Early and accurate diagnosis of Alzheimer's disease (AD), a complex neurodegenerative disorder, requires analysis of heterogeneous biomarkers (e.g., neuroimaging, genetic risk factors, cognitive tests, and cerebrospinal fluid proteins) typically represented in a tabular format. With flexible few-shot reasoning, multimodal integration, and natural-language-based interpretability, large language models (LLMs) offer unprecedented opportunities for prediction with structured biomedical data. We propose a novel framework called TAP-GPT, Tabular Alzheimer's Prediction GPT, that adapts TableGPT2, a multimodal tabular-specialized LLM originally developed for business intelligence tasks, for AD diagnosis using structured biomarker data with small sample sizes. Our approach constructs few-shot tabular prompts using in-context learning examples from structured biomedical data and finetunes TableGPT2 using the parameter-efficient qLoRA adaption for a clinical binary classification task of AD or cognitively normal (CN). The TAP-GPT framework harnesses the powerful tabular understanding ability of TableGPT2 and the encoded prior knowledge of LLMs to outperform more advanced general-purpose LLMs and a tabular foundation model (TFM) developed for prediction tasks. To our knowledge, this is the first application of LLMs to the prediction task using tabular biomarker data, paving the way for future LLM-driven multi-agent frameworks in biomedical informatics.

Figures (5)

• Figure 1: Overview of the TAP-GPT framework. As illustrated in the QT-PAD Biomarker Tabular Data, we split the AD and control subjects into pools for ICL (green), training (blue), and testing (yellow), from which we construct tables used in the downstream tasks (finetuning and inference). CN: cognitively normal. AD: Alzheimer's disease. ICL: in context learning. LLM: large language model. TFM: tabular foundation model.

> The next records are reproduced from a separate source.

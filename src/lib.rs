pub mod adapters;
pub mod app;
pub mod config;
pub mod core;
pub mod domain;
pub mod utils;

#[cfg(feature = "cli")]
pub use crate::config::CliConfig;

pub use crate::config::toml_config::PricerConfig;
pub use crate::core::calculator::{compute_breakdown, price};
pub use crate::core::engine::{CalculationOutcome, PricingEngine};
pub use crate::core::form::CalculatorForm;
pub use crate::domain::model::{AddonOption, AddonRequest, AddonSelection, PriceBreakdown, RawInputs};
pub use crate::utils::error::{PricerError, Result, ValidationError};
use crate::core::calculator::price;
use crate::domain::model::{AddonOption, AddonRequest, PriceBreakdown, RawInputs};
use crate::utils::error::{PricerError, Result, ValidationError};

const DEFAULT_AMOUNT: &str = "0";
const DEFAULT_QUANTITY: &str = "1";

#[derive(Debug, Clone, PartialEq, Eq)]
pub struct AddonField {
    pub option: AddonOption,
    pub checked: bool,
    pub quantity: String,
}

/// Live state of the calculator form.
#[derive(Debug, Clone, PartialEq, Eq)]
pub struct CalculatorForm {
    pub yarn_weight: String,
    pub additional_packaging: String,
    pub custom_margin: String,
    addons: Vec<AddonField>,
}

impl CalculatorForm {
    pub fn new(catalog: &[AddonOption]) -> Self {
        Self {
            yarn_weight: String::new(),
            additional_packaging: DEFAULT_AMOUNT.to_string(),
            custom_margin: DEFAULT_AMOUNT.to_string(),
            addons: catalog
                .iter()
                .cloned()
                .map(|option| AddonField {
                    option,
                    checked: false,
                    quantity: DEFAULT_QUANTITY.to_string(),
                })
                .collect(),
        }
    }

    pub fn addons(&self) -> &[AddonField] {
        &self.addons
    }

    pub fn snapshot(&self) -> RawInputs {
        RawInputs {
            yarn_weight: self.yarn_weight.clone(),
            additional_packaging: self.additional_packaging.clone(),
            custom_margin: self.custom_margin.clone(),
        }
    }

    /// Checked add-ons in catalog order.
    pub fn selected_addons(&self) -> Vec<AddonRequest> {
        self.addons
            .iter()
            .filter(|field| field.checked)
            .map(|field| AddonRequest::new(&field.option, field.quantity.clone()))
            .collect()
    }

    pub fn check(&mut self, name: &str, quantity: Option<&str>) -> Result<()> {
        let field = self.field_mut(name)?;
        field.checked = true;
        if let Some(quantity) = quantity {
            field.quantity = quantity.to_string();
        }
        Ok(())
    }

    pub fn uncheck(&mut self, name: &str) -> Result<()> {
        self.field_mut(name)?.checked = false;
        Ok(())
    }

    pub fn set_quantity(&mut self, name: &str, quantity: &str) -> Result<()> {
        self.field_mut(name)?.quantity = quantity.to_string();
        Ok(())
    }

    pub fn calculate(&self) -> std::result::Result<PriceBreakdown, ValidationError> {
        price(&self.snapshot(), &self.selected_addons())
    }

    pub fn reset(&mut self) {
        self.yarn_weight.clear();
        self.additional_packaging = DEFAULT_AMOUNT.to_string();
        self.custom_margin = DEFAULT_AMOUNT.to_string();
        for field in &mut self.addons {
            field.checked = false;
            field.quantity = DEFAULT_QUANTITY.to_string();
        }
    }

    fn field_mut(&mut self, name: &str) -> Result<&mut AddonField> {
        let wanted = name.trim();
        self.addons
            .iter_mut()
            .find(|field| field.option.name.eq_ignore_ascii_case(wanted))
            .ok_or_else(|| PricerError::UnknownAddon {
                name: wanted.to_string(),
            })
    }
}

#[cfg(test)]
mod tests {
    use super::*;
    use rust_decimal_macros::dec;

    fn catalog() -> Vec<AddonOption> {
        vec![
            AddonOption::new("Keychain Ring", dec!(15)),
            AddonOption::new("Gift Wrap", dec!(20)),
        ]
    }

    #[test]
    fn test_new_form_defaults() {
        let form = CalculatorForm::new(&catalog());
        assert_eq!(form.yarn_weight, "");
        assert_eq!(form.additional_packaging, "0");
        assert_eq!(form.custom_margin, "0");
        assert!(form.addons().iter().all(|f| !f.checked && f.quantity == "1"));
    }

    #[test]
    fn test_selected_addons_follow_catalog_order() {
        let mut form = CalculatorForm::new(&catalog());
        form.check("gift wrap", None).unwrap();
        form.check("Keychain Ring", Some("3")).unwrap();

        let selected = form.selected_addons();
        assert_eq!(selected.len(), 2);
        assert_eq!(selected[0].name, "Keychain Ring");
        assert_eq!(selected[0].quantity, "3");
        assert_eq!(selected[1].name, "Gift Wrap");
    }

    #[test]
    fn test_uncheck_and_unknown_addon() {
        let mut form = CalculatorForm::new(&catalog());
        form.check("Gift Wrap", None).unwrap();
        form.uncheck("Gift Wrap").unwrap();
        assert!(form.selected_addons().is_empty());

        assert!(matches!(
            form.check("Tassel", None),
            Err(PricerError::UnknownAddon { name }) if name == "Tassel"
        ));
    }

    #[test]
    fn test_reset_restores_defaults() {
        let mut form = CalculatorForm::new(&catalog());
        form.yarn_weight = "80".to_string();
        form.additional_packaging = "5".to_string();
        form.custom_margin = "30".to_string();
        form.check("Keychain Ring", Some("4")).unwrap();
        assert!(form.calculate().is_ok());

        form.reset();

        assert_eq!(form, CalculatorForm::new(&catalog()));
        assert_eq!(form.calculate(), Err(ValidationError::MissingYarnWeight));
    }
}
use anyhow::Context;
use clap::Parser;
use crochet_pricer::adapters::{presenter_for, OutputFormat};
use crochet_pricer::app::{Session, ShellCommand};
use crochet_pricer::utils::{logger, validation::Validate};
use crochet_pricer::PricerConfig;
use std::io::{BufRead, Write};

#[derive(Parser)]
#[command(name = "price-shell")]
#[command(about = "Interactive crochet price calculator")]
struct Args {
    /// Path to TOML configuration file
    #[arg(short, long, default_value = "pricer-config.toml")]
    config: String,

    #[arg(short, long, value_enum, default_value_t = OutputFormat::Text)]
    format: OutputFormat,

    /// Enable verbose output
    #[arg(short, long)]
    verbose: bool,
}

fn main() -> anyhow::Result<()> {
    let args = Args::parse();
    logger::init_cli_logger(args.verbose);

    let config = PricerConfig::from_file_or_default(&args.config)
        .with_context(|| format!("Failed to load config file '{}'", args.config))?;
    config
        .validate()
        .with_context(|| format!("Invalid config file '{}'", args.config))?;

    let interactive = std::io::IsTerminal::is_terminal(&std::io::stdin());
    let presenter = presenter_for(args.format, config.currency_symbol(), std::io::stdout());
    let mut session = Session::new(
        &config.addons,
        presenter,
        std::io::stdout(),
        config.currency_symbol(),
    );

    if interactive {
        println!("Crochet price calculator. Type 'help' for commands.");
    }

    let stdin = std::io::stdin();
    let mut lines = stdin.lock().lines();
    loop {
        if interactive {
            print!("> ");
            std::io::stdout().flush()?;
        }

        let Some(line) = lines.next() else { break };
        let line = line.context("Failed to read from stdin")?;

        let command = match ShellCommand::parse(&line) {
            Ok(Some(command)) => command,
            Ok(None) => continue,
            Err(e) => {
                eprintln!("❌ {}", e.user_friendly_message());
                eprintln!("💡 {}", e.recovery_suggestion());
                continue;
            }
        };

        match session.execute(command) {
            Ok(true) => {}
            Ok(false) => break,
            Err(e) if e.category() == crochet_pricer::utils::error::ErrorCategory::Input => {
                eprintln!("❌ {}", e.user_friendly_message());
                eprintln!("💡 {}", e.recovery_suggestion());
            }
            Err(e) => return Err(e.into()),
        }
    }

    Ok(())
}
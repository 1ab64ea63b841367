pub mod shell;

pub use shell::{Session, ShellCommand};
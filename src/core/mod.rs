pub mod addons;
pub mod calculator;
pub mod engine;
pub mod form;
pub mod validator;

pub use crate::domain::model::{AddonOption, AddonSelection, PriceBreakdown};
pub use crate::domain::ports::Presenter;
pub use crate::utils::error::Result;
//! Read-only asset bundle
//!
//! Built once at startup and passed by reference into the components that
//! need it. The simulation reads only the sprite metrics; file names are
//! for the presentation and audio collaborators. Level transitions switch
//! the typed [`Skin`] on round state rather than mutating a shared
//! registry.

use std::io;
use std::path::Path;

use serde::{Deserialize, Serialize};

use crate::audio::AudioCue;

/// Width/height of one sprite in logical pixels
#[derive(Debug, Clone, Copy, PartialEq, Serialize, Deserialize)]
pub struct Size {
    pub w: f32,
    pub h: f32,
}

/// Sprite dimensions the simulation depends on (collision boxes, clamps)
#[derive(Debug, Clone, Copy, PartialEq, Serialize, Deserialize)]
pub struct SpriteMetrics {
    pub bird: Size,
    pub pipe: Size,
    pub base: Size,
}

impl SpriteMetrics {
    /// Dimensions of the classic sprite set
    pub const CLASSIC: Self = Self {
        bird: Size { w: 34.0, h: 24.0 },
        pipe: Size { w: 52.0, h: 320.0 },
        base: Size { w: 336.0, h: 112.0 },
    };
}

/// Frames in one avatar flap cycle
pub const BIRD_FRAME_COUNT: usize = 3;

/// Active art set; swapped once per round at the level transition
#[derive(Debug, Clone, Copy, PartialEq, Eq, Default, Serialize, Deserialize)]
pub enum Skin {
    #[default]
    Day,
    Night,
}

impl Skin {
    /// Background image for this skin
    pub fn background(self) -> &'static str {
        match self {
            Skin::Day => "images/background.png",
            Skin::Night => "images/background-night.png",
        }
    }

    /// Pipe image for this skin (the presenter derives the flipped top half)
    pub fn pipe(self) -> &'static str {
        match self {
            Skin::Day => "images/pipe.png",
            Skin::Night => "images/pipe-red.png",
        }
    }
}

/// Selectable avatar characters
#[derive(Debug, Clone, Copy, PartialEq, Eq, Default, Serialize, Deserialize)]
pub enum BirdColor {
    #[default]
    Red,
    Blue,
    Yellow,
}

impl BirdColor {
    pub const ALL: [BirdColor; 3] = [BirdColor::Red, BirdColor::Blue, BirdColor::Yellow];

    /// Display name for the selection screen
    pub fn name(self) -> &'static str {
        match self {
            BirdColor::Red => "Red Bird",
            BirdColor::Blue => "Blue Bird",
            BirdColor::Yellow => "Yellow Bird",
        }
    }

    /// Flap-cycle frames: downflap, midflap, upflap
    pub fn frames(self) -> [&'static str; BIRD_FRAME_COUNT] {
        match self {
            BirdColor::Red => [
                "images/redbird-downflap.png",
                "images/redbird-midflap.png",
                "images/redbird-upflap.png",
            ],
            BirdColor::Blue => [
                "images/bluebird-downflap.png",
                "images/bluebird-midflap.png",
                "images/bluebird-upflap.png",
            ],
            BirdColor::Yellow => [
                "images/yellowbird-downflap.png",
                "images/yellowbird-midflap.png",
                "images/yellowbird-upflap.png",
            ],
        }
    }

    pub fn next(self) -> Self {
        match self {
            BirdColor::Red => BirdColor::Blue,
            BirdColor::Blue => BirdColor::Yellow,
            BirdColor::Yellow => BirdColor::Red,
        }
    }

    pub fn prev(self) -> Self {
        match self {
            BirdColor::Red => BirdColor::Yellow,
            BirdColor::Blue => BirdColor::Red,
            BirdColor::Yellow => BirdColor::Blue,
        }
    }
}

/// Immutable asset catalog: metrics for the simulation, file names for the
/// collaborators
#[derive(Debug, Clone)]
pub struct AssetBundle {
    pub metrics: SpriteMetrics,
}

impl AssetBundle {
    pub fn classic() -> Self {
        Self {
            metrics: SpriteMetrics::CLASSIC,
        }
    }

    /// Digit sprite for the score display
    pub fn digit(digit: u32) -> String {
        format!("images/{}.png", digit % 10)
    }

    /// Sound file for a cue
    pub fn sound(cue: AudioCue) -> &'static str {
        match cue {
            AudioCue::Flap => "sounds/wing.wav",
            AudioCue::Score => "sounds/point.wav",
            AudioCue::Hit => "sounds/hit.wav",
            AudioCue::Swoosh => "sounds/swoosh.wav",
        }
    }

    /// Every file the game references
    pub fn manifest(&self) -> Vec<String> {
        let mut files: Vec<String> =
            vec!["images/message.png".into(), "images/base.png".into()];
        for skin in [Skin::Day, Skin::Night] {
            files.push(skin.background().into());
            files.push(skin.pipe().into());
        }
        for color in BirdColor::ALL {
            files.extend(color.frames().iter().map(|f| f.to_string()));
        }
        for digit in 0..10 {
            files.push(Self::digit(digit));
        }
        for cue in [AudioCue::Flap, AudioCue::Score, AudioCue::Hit, AudioCue::Swoosh] {
            files.push(Self::sound(cue).into());
        }
        files
    }

    /// Check that every referenced asset exists under `root`.
    ///
    /// Missing assets are fatal at startup; the simulation performs no
    /// checks of its own at spawn time.
    pub fn verify(&self, root: &Path) -> io::Result<()> {
        for file in self.manifest() {
            let path = root.join(&file);
            if !path.is_file() {
                return Err(io::Error::new(
                    io::ErrorKind::NotFound,
                    format!("missing asset: {}", path.display()),
                ));
            }
        }
        Ok(())
    }
}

• Figure 2: Prompt formats and models used in our experiments. Prompts provide subject data to LLMs, while TabPFN takes tabular CSV input. Serialized formats (blue) and tabular formats (green) are consistent across figures. Fire icons mark finetuned parameters; snowflakes mark frozen parameters.
• Figure 3: Mean F1 for AD diagnosis across models in zero-shot and few-shot ($k=8$) contexts. LLMs use tabular (green) and serialized (blue) prompts with error bars for standard deviation; TabPFN and traditional ML (yellow) operate directly on structured data. TAP-GPT achieves the best performance in the tabular few-shot setting, surpassing TabPFN, general LLMs, and ML baselines.
• Figure 4: k ablation analysis across TableGPT2, TabPFN, and TAP-GPT. TabPFN performance steadily improved with larger k, TableGPT2 improved up to $k=6$ and remained stable thereafter, and TAP-GPT peaked in the middle range.
• Figure 5: Evaluation of TableGPT2 finetuned on zero-shot prompts used on few-shot prompts. Performance drops significantly, indicating that the finetuned model does not generalize well across prompt formats.